■ EXTRACTED RECORDS:
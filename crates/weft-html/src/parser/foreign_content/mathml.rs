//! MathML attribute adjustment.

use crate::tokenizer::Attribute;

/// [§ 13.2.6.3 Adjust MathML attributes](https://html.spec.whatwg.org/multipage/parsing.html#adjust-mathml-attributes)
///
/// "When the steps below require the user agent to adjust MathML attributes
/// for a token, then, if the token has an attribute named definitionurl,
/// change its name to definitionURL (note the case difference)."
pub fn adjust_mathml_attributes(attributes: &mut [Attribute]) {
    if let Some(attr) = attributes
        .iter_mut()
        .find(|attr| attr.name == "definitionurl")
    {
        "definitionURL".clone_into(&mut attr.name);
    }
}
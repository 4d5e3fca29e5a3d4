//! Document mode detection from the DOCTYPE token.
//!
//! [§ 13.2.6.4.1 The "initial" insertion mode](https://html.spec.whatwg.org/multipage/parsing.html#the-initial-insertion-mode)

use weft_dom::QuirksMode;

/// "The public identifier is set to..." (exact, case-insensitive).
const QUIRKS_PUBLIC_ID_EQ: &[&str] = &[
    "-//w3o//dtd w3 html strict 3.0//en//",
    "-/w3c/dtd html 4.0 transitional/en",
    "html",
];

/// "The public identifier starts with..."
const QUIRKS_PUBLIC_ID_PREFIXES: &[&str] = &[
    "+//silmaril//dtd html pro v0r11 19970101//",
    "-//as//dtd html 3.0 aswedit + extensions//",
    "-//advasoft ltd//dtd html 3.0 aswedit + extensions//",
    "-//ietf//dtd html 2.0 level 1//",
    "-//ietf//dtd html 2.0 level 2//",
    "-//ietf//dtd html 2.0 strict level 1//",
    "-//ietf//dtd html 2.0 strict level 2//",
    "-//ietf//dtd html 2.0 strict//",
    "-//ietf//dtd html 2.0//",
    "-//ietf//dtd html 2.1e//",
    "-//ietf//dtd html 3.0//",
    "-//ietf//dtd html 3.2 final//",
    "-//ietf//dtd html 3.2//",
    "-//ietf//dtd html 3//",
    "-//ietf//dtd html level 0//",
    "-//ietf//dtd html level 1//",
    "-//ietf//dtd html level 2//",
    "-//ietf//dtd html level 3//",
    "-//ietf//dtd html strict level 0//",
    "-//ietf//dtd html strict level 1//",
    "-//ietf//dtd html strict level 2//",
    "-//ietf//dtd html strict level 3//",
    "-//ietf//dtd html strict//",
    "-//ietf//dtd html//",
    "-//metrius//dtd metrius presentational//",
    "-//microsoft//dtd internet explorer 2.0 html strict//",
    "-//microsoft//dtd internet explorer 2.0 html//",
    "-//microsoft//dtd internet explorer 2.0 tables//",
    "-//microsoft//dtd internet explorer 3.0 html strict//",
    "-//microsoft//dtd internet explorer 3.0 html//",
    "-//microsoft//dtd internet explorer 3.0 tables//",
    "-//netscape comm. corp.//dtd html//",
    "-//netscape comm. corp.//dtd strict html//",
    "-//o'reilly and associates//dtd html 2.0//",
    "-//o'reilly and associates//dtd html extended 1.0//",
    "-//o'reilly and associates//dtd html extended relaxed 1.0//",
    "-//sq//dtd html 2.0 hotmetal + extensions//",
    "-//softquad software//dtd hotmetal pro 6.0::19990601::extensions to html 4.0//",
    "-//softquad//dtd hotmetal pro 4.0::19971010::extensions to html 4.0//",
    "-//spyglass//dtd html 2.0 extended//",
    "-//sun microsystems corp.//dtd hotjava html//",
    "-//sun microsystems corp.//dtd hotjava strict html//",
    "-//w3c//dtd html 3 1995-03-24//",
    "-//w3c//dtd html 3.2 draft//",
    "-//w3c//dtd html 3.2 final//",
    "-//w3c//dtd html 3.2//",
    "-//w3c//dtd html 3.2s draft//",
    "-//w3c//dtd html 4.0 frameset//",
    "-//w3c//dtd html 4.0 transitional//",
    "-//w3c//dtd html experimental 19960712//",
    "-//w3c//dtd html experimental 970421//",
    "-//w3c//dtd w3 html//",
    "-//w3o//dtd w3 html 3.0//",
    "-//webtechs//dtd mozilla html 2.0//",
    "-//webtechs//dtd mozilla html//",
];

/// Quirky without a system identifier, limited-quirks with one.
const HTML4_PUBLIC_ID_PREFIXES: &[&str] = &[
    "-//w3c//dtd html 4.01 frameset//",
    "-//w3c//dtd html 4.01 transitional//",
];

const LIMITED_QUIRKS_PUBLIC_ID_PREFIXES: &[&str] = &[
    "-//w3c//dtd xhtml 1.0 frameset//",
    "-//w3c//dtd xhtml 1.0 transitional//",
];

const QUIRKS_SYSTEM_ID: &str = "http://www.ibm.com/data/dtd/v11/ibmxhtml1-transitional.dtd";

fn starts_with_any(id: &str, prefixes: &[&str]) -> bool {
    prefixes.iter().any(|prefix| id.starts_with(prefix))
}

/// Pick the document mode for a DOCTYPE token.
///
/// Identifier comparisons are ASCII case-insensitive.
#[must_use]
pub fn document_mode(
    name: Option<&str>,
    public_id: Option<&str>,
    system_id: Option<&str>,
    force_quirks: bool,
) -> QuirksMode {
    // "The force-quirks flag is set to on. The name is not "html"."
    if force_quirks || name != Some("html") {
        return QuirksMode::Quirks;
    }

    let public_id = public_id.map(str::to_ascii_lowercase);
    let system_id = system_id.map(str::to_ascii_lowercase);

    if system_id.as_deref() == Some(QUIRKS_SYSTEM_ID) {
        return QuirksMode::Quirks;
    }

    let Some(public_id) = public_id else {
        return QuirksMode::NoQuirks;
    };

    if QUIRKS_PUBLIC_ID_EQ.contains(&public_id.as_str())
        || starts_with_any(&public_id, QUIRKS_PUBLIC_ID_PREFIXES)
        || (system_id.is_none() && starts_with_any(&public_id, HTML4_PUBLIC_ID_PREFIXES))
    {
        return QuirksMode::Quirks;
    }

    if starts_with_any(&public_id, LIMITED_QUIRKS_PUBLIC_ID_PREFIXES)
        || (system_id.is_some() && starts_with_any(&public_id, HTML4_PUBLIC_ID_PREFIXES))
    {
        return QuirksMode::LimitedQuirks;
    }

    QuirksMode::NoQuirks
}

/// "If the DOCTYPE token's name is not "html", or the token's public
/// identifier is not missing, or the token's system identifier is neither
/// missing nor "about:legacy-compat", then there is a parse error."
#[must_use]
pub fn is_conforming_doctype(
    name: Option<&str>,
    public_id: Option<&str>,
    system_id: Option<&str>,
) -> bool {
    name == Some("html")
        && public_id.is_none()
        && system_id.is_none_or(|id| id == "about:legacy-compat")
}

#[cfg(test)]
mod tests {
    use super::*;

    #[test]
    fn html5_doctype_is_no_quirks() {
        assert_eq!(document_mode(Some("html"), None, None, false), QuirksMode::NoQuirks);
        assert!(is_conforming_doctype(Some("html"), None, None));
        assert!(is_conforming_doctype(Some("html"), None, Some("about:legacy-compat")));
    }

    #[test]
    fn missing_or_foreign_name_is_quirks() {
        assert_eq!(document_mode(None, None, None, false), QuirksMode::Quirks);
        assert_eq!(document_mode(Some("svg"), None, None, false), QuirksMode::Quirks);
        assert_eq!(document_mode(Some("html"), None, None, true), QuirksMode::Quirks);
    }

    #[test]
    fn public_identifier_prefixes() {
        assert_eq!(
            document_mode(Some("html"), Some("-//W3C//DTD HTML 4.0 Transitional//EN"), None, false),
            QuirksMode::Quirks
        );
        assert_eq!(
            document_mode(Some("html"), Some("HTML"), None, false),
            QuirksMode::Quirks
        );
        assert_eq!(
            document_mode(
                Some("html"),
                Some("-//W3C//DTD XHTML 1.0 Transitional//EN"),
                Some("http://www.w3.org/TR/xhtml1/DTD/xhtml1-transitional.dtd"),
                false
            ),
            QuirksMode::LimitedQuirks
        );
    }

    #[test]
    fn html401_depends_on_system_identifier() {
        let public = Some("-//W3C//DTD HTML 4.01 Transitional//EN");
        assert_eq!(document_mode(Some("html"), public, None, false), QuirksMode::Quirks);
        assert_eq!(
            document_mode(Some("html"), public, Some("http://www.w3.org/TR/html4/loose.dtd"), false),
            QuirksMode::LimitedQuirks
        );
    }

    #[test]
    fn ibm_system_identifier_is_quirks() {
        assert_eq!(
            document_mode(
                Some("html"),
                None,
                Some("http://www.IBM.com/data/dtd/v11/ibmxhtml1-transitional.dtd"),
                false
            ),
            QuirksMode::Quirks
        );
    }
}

■ DIRECTIONS FOR THIS TASK: Wherever the string "microsystems" is found in the listing above, copy the line that contains it.

■ EXPECTED OUTPUT:
    "-//sun microsystems corp.//dtd hotjava html//",
    "-//sun microsystems corp.//dtd hotjava strict html//",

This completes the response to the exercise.